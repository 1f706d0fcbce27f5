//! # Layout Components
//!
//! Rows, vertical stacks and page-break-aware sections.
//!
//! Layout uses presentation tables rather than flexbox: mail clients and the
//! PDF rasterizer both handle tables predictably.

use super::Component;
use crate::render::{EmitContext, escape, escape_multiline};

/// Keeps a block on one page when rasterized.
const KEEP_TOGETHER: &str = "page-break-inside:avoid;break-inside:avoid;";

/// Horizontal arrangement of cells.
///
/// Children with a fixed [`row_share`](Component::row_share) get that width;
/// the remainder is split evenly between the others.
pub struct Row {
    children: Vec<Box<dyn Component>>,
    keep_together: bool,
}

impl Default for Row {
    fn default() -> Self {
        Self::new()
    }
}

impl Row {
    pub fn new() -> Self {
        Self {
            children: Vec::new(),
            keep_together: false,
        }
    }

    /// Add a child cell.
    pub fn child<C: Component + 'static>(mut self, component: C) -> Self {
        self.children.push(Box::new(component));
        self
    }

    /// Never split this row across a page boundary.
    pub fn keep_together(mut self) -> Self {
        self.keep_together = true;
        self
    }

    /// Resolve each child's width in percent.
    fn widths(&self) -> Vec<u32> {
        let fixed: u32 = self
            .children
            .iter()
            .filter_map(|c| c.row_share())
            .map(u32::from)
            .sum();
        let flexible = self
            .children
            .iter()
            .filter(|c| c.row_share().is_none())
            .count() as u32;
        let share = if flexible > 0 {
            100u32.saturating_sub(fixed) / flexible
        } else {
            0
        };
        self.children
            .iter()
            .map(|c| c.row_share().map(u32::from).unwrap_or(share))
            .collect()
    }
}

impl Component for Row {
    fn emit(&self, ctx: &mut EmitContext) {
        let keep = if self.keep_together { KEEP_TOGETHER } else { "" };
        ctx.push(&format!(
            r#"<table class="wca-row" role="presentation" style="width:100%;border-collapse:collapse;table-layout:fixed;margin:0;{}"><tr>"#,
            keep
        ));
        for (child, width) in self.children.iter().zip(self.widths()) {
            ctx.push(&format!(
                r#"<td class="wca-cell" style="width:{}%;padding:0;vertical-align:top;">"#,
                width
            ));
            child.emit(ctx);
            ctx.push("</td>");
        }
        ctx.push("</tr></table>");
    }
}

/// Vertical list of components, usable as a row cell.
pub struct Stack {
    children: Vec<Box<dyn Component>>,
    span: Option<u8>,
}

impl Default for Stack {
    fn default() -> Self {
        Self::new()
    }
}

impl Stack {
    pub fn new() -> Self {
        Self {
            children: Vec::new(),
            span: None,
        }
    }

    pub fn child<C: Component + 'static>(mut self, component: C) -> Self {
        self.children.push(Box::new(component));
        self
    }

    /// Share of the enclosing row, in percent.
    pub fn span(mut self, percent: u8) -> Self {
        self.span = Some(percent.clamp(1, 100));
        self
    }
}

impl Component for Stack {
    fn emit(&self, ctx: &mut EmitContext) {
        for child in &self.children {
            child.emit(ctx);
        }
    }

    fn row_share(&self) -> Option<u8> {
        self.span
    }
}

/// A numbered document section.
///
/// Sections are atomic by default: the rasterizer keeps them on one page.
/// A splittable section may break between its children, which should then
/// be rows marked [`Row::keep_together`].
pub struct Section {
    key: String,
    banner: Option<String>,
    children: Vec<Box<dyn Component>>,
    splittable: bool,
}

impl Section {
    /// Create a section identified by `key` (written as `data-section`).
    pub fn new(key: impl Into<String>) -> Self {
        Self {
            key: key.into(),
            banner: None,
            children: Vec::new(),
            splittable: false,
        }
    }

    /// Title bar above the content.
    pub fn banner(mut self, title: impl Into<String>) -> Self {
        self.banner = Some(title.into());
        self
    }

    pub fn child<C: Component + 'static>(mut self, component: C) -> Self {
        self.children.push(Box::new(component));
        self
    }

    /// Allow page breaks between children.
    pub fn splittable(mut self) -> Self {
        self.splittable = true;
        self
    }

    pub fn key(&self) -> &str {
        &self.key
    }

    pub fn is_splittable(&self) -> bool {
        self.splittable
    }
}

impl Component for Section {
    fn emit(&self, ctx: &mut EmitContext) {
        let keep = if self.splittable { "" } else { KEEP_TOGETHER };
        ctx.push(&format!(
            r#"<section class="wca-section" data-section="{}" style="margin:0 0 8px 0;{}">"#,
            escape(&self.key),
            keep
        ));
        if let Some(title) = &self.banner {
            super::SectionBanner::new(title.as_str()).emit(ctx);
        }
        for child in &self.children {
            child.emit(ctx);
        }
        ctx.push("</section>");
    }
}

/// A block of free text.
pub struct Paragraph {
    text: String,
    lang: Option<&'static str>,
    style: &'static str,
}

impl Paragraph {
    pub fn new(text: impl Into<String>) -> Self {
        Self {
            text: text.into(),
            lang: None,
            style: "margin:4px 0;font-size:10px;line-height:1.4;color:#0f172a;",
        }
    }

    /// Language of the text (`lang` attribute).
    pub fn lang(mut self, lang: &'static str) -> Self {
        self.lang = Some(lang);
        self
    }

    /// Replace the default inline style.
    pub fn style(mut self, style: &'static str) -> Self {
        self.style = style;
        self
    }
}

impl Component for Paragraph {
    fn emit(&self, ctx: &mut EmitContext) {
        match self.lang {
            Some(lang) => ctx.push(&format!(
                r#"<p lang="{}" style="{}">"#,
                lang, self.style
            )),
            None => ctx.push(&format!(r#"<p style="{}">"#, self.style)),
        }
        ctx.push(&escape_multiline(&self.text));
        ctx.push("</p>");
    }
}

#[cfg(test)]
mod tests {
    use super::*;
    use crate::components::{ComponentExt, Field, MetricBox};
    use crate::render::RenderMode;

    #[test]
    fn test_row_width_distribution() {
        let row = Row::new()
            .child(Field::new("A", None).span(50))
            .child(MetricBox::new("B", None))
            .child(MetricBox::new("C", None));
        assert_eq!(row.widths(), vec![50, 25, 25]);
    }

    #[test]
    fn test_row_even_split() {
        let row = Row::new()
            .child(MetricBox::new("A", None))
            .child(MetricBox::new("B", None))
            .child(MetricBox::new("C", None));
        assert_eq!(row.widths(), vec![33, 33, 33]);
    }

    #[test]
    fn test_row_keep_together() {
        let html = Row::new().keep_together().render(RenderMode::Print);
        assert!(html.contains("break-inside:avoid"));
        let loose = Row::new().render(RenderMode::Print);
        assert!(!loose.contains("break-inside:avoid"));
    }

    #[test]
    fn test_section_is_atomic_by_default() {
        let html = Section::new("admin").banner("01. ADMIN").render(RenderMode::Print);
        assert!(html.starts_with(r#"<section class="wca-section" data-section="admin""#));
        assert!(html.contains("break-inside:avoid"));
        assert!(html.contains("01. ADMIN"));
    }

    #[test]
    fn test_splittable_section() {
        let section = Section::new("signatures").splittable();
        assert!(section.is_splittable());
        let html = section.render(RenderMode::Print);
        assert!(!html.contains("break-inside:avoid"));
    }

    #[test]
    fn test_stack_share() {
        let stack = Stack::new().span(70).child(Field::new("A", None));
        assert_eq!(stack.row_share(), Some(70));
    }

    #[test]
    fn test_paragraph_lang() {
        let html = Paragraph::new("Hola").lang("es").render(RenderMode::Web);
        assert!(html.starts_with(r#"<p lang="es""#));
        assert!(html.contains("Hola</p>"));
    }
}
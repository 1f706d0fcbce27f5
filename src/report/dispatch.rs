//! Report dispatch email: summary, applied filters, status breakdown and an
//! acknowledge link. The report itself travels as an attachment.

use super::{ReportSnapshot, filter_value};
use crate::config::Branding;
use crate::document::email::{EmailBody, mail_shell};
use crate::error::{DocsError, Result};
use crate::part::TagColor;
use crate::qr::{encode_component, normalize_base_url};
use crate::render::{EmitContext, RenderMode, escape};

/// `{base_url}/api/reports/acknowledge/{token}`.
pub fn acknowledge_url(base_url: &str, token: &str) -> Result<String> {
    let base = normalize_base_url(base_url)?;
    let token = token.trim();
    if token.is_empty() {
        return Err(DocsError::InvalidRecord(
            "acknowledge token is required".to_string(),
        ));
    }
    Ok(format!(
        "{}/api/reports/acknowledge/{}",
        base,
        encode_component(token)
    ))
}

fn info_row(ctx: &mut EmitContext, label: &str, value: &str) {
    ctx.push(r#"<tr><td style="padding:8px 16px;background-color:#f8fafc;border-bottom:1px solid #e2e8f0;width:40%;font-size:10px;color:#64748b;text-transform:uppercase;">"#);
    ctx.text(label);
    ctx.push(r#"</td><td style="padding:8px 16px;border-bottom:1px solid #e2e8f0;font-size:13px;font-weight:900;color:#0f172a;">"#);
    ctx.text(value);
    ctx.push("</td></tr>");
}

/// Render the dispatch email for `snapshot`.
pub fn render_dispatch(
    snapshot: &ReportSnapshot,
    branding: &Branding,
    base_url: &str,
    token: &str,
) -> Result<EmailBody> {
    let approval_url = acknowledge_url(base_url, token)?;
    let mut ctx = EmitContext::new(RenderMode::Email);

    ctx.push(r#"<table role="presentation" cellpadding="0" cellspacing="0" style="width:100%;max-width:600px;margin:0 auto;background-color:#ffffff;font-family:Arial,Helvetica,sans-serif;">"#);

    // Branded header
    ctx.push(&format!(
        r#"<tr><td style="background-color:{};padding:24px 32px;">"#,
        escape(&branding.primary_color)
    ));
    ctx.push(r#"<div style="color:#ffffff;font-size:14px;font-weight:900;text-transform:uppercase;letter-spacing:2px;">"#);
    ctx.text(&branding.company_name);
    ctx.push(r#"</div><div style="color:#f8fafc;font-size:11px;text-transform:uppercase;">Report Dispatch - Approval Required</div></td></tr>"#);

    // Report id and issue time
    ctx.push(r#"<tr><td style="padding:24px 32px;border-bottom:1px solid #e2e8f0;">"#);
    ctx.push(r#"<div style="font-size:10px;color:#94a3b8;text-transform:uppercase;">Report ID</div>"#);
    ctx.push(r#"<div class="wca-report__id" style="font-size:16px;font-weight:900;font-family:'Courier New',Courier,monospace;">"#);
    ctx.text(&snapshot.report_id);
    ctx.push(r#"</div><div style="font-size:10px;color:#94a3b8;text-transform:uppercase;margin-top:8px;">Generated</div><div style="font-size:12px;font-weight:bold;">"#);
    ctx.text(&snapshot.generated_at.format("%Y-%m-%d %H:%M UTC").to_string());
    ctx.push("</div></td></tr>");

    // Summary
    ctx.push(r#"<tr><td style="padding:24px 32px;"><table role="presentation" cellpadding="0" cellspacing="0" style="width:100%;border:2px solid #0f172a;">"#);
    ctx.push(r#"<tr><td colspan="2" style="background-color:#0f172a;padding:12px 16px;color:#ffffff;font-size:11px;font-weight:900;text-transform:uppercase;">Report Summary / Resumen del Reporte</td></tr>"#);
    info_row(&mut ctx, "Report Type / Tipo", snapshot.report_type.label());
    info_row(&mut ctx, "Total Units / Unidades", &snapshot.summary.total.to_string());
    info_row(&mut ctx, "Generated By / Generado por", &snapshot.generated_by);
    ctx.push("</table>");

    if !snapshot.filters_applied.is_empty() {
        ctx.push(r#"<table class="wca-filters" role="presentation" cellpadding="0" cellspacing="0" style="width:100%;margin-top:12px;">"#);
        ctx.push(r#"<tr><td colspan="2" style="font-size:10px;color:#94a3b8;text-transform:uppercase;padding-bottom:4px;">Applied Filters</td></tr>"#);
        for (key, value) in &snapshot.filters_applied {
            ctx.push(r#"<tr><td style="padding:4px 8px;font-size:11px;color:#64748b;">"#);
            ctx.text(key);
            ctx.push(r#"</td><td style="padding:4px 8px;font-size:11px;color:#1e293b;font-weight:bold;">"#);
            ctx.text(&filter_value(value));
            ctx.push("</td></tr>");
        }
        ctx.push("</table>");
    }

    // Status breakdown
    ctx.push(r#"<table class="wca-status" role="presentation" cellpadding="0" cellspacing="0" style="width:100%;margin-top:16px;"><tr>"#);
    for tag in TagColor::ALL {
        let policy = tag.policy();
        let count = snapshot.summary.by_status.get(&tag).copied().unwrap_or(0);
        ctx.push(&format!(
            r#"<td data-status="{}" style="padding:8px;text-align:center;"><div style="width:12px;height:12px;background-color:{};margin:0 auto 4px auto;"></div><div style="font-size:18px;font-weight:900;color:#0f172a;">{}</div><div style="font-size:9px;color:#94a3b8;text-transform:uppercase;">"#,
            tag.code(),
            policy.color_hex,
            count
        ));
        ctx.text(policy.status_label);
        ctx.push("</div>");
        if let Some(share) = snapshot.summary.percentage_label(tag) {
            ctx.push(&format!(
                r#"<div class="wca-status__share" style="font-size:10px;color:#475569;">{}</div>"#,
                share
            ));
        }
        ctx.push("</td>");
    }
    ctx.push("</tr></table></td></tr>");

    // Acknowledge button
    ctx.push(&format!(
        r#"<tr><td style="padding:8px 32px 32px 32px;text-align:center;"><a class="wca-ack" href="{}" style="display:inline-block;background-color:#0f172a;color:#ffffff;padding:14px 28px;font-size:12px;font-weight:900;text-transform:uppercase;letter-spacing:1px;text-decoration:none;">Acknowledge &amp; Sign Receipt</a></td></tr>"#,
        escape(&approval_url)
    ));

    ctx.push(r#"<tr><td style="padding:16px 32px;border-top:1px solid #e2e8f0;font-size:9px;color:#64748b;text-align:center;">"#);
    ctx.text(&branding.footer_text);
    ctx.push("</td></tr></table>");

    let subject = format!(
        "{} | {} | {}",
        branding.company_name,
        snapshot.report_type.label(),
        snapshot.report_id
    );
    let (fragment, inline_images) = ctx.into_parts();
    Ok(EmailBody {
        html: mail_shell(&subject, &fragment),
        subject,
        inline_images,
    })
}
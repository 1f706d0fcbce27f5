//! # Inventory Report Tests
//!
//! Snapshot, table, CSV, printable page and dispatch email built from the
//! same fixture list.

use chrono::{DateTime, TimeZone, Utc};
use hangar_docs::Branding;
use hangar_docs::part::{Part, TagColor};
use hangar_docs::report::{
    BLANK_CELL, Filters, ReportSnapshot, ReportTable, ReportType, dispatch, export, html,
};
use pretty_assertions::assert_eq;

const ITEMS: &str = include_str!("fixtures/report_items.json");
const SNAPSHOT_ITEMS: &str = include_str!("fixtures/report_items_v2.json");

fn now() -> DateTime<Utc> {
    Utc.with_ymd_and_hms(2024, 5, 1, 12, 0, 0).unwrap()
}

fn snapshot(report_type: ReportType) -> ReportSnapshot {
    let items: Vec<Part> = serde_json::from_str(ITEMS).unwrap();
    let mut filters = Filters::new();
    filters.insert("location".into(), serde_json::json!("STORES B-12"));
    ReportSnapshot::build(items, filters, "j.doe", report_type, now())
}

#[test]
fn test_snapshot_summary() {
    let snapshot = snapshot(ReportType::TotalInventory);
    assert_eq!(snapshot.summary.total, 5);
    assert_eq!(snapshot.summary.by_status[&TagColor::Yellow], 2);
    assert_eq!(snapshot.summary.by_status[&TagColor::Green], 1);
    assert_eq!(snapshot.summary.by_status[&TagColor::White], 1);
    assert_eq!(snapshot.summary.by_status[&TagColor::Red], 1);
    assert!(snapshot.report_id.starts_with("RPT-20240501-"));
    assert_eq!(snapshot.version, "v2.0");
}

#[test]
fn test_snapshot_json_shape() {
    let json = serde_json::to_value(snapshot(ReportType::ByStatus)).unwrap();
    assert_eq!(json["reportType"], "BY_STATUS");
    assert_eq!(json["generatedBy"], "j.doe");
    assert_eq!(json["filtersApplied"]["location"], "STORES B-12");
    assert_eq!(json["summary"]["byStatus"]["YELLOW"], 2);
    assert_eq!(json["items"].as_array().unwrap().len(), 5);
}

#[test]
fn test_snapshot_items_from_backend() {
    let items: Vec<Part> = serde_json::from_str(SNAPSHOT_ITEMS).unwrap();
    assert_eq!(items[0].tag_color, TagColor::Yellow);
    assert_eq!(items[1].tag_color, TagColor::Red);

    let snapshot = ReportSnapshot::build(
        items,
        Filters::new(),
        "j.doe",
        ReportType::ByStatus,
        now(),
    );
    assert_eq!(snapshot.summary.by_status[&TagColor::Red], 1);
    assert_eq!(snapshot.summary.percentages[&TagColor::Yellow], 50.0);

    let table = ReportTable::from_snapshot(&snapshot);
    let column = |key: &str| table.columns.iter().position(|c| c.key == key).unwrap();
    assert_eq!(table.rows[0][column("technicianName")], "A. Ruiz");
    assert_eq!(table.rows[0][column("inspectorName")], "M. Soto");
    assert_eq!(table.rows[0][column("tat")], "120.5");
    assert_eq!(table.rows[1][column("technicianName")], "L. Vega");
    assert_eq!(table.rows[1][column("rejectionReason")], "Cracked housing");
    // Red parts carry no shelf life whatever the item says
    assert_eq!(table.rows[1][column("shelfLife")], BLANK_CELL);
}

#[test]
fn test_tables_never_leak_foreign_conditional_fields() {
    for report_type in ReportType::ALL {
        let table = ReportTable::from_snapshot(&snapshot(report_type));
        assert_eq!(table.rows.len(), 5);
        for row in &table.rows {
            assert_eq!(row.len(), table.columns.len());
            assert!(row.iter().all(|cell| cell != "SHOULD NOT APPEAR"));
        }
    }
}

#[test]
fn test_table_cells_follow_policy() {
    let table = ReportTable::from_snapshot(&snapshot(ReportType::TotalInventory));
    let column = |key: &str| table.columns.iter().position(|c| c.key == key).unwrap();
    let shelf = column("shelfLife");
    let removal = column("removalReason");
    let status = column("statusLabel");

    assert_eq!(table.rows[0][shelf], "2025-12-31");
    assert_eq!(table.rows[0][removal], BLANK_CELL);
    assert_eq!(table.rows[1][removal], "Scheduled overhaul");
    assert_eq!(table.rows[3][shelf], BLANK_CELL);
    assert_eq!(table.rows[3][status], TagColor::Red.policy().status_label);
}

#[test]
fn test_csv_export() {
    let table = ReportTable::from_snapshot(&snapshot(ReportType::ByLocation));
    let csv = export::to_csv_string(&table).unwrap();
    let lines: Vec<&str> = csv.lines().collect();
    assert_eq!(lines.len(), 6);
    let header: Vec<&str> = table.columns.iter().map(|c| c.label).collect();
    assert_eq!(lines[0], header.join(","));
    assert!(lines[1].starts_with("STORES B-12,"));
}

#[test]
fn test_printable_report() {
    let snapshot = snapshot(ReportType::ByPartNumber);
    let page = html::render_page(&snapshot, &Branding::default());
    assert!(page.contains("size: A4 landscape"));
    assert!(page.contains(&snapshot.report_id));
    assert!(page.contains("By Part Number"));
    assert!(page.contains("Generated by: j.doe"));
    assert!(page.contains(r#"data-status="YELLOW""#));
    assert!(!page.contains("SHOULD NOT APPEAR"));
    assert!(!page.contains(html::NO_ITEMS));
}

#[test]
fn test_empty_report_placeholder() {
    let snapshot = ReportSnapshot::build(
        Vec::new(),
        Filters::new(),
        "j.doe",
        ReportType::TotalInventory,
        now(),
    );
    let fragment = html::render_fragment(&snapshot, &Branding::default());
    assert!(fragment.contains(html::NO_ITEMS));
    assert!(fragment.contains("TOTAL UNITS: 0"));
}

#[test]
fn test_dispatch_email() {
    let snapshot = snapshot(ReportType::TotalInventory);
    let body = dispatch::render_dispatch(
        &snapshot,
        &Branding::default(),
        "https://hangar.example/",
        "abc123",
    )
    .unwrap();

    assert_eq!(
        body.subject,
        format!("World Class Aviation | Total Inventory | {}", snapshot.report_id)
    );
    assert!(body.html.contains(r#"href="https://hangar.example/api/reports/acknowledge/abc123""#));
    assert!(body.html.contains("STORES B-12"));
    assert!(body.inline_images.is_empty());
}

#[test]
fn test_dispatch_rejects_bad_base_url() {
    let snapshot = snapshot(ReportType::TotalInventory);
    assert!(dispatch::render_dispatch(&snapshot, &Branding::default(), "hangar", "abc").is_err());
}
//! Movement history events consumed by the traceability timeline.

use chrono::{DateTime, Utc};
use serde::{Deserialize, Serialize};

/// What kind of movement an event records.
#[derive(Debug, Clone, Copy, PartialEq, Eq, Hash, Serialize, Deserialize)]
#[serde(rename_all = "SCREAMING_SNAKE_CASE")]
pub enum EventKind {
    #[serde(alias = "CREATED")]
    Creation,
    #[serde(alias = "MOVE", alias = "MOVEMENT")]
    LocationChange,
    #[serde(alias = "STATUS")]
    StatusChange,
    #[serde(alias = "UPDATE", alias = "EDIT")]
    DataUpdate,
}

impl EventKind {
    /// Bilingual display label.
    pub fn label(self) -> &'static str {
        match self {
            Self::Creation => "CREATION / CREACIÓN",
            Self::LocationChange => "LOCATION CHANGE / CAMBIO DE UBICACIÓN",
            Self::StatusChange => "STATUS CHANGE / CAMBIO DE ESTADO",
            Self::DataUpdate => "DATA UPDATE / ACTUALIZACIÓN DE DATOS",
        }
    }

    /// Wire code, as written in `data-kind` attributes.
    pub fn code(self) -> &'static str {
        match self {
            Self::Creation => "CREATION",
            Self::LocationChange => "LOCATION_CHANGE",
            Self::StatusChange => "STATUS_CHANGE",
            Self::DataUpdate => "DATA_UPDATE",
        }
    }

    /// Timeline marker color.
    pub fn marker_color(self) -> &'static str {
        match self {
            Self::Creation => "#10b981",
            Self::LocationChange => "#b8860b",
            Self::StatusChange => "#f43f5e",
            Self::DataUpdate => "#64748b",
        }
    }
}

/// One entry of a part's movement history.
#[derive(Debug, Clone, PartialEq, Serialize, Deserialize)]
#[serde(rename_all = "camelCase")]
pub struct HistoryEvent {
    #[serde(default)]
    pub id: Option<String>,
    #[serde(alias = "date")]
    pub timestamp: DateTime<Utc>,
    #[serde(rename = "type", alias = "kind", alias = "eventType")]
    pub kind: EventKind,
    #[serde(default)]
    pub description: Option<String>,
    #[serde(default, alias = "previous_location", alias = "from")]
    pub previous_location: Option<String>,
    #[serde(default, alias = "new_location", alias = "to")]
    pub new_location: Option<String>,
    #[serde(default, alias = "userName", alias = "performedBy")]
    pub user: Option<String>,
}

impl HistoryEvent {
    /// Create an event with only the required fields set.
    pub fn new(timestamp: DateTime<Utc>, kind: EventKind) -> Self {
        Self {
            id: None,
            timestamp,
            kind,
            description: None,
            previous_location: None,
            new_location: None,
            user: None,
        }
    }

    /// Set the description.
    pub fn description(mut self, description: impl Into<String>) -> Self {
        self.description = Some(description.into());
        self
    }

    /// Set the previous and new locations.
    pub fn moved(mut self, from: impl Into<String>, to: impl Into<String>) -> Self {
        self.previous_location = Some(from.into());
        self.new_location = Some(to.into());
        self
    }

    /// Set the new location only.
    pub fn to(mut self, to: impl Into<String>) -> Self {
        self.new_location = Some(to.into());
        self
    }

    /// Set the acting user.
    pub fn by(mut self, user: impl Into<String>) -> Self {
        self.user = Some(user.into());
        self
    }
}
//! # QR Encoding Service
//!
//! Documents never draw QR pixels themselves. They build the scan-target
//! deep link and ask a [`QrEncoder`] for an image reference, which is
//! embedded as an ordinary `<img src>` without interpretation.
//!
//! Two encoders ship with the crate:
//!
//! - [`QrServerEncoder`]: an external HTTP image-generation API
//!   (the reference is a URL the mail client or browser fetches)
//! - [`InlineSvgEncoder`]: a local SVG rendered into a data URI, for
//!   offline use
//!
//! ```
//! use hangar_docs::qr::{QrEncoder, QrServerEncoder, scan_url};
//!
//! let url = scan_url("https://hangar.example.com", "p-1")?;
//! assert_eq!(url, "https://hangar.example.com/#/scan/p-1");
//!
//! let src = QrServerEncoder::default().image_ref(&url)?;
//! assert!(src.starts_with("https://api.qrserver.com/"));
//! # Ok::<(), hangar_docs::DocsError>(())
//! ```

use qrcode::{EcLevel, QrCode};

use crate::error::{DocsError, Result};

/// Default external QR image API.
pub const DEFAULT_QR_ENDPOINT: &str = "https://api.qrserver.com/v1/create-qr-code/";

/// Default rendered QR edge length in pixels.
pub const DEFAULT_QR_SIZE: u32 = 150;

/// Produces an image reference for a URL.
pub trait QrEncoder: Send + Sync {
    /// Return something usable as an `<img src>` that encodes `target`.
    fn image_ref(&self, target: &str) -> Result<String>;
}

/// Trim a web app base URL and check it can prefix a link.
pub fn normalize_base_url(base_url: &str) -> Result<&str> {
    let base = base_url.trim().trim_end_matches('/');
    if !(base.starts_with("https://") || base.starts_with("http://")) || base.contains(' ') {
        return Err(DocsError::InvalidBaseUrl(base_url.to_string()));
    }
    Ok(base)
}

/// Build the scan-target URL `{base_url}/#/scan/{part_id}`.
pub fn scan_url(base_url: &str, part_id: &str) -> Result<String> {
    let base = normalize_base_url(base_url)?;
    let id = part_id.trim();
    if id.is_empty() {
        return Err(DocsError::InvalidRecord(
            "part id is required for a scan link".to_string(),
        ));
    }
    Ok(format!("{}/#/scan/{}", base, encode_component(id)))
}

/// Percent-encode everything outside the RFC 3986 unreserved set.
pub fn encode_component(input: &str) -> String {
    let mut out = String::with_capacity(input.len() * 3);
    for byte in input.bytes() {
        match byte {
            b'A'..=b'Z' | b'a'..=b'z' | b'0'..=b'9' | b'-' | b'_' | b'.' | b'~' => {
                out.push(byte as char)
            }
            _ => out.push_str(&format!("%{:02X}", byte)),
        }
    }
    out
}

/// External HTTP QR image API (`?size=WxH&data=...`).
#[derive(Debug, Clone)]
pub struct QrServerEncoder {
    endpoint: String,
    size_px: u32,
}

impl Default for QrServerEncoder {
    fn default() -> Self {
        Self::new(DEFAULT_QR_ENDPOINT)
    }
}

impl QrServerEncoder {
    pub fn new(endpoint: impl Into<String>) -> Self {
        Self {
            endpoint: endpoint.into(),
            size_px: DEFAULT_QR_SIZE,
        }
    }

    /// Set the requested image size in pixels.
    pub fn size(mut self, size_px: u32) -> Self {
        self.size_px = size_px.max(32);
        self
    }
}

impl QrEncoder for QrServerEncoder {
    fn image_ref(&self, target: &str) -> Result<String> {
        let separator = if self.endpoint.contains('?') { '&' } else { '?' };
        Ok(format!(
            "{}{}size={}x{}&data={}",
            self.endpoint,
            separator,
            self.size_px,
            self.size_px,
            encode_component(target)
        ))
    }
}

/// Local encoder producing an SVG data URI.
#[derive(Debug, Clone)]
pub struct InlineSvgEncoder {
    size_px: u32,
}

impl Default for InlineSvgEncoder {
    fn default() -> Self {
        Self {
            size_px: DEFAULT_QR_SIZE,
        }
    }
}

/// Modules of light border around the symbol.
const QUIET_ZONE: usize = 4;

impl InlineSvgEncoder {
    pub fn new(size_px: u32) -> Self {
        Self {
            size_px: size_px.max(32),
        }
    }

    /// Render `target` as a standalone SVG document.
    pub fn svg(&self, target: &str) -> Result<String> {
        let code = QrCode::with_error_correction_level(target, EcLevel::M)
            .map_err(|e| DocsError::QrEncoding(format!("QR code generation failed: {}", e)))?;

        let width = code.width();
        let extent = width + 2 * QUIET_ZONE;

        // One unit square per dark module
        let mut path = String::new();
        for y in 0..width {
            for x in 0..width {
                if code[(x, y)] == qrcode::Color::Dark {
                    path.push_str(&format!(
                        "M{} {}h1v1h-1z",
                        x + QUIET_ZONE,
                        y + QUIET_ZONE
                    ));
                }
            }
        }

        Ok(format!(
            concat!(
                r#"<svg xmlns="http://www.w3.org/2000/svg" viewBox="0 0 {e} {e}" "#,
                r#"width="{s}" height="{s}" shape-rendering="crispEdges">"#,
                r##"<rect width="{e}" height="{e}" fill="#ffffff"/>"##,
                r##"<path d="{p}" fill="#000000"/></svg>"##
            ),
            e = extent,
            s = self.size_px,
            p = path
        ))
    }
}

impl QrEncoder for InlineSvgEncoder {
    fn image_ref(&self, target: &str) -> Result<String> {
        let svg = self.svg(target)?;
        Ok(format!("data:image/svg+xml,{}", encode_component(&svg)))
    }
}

◇ ◇ ◇

**Problem details**
Repeat the entries above verbatim, but only from the line that has "pub struct InlineSvgEncoder" down to the line that has "pub fn svg(&self, target: &str)", inclusive.

**Your solution**
pub struct InlineSvgEncoder {
    size_px: u32,
}

impl Default for InlineSvgEncoder {
    fn default() -> Self {
        Self {
            size_px: DEFAULT_QR_SIZE,
        }
    }
}

/// Modules of light border around the symbol.
const QUIET_ZONE: usize = 4;

impl InlineSvgEncoder {
    pub fn new(size_px: u32) -> Self {
        Self {
            size_px: size_px.max(32),
        }
    }

    /// Render `target` as a standalone SVG document.
    pub fn svg(&self, target: &str) -> Result<String> {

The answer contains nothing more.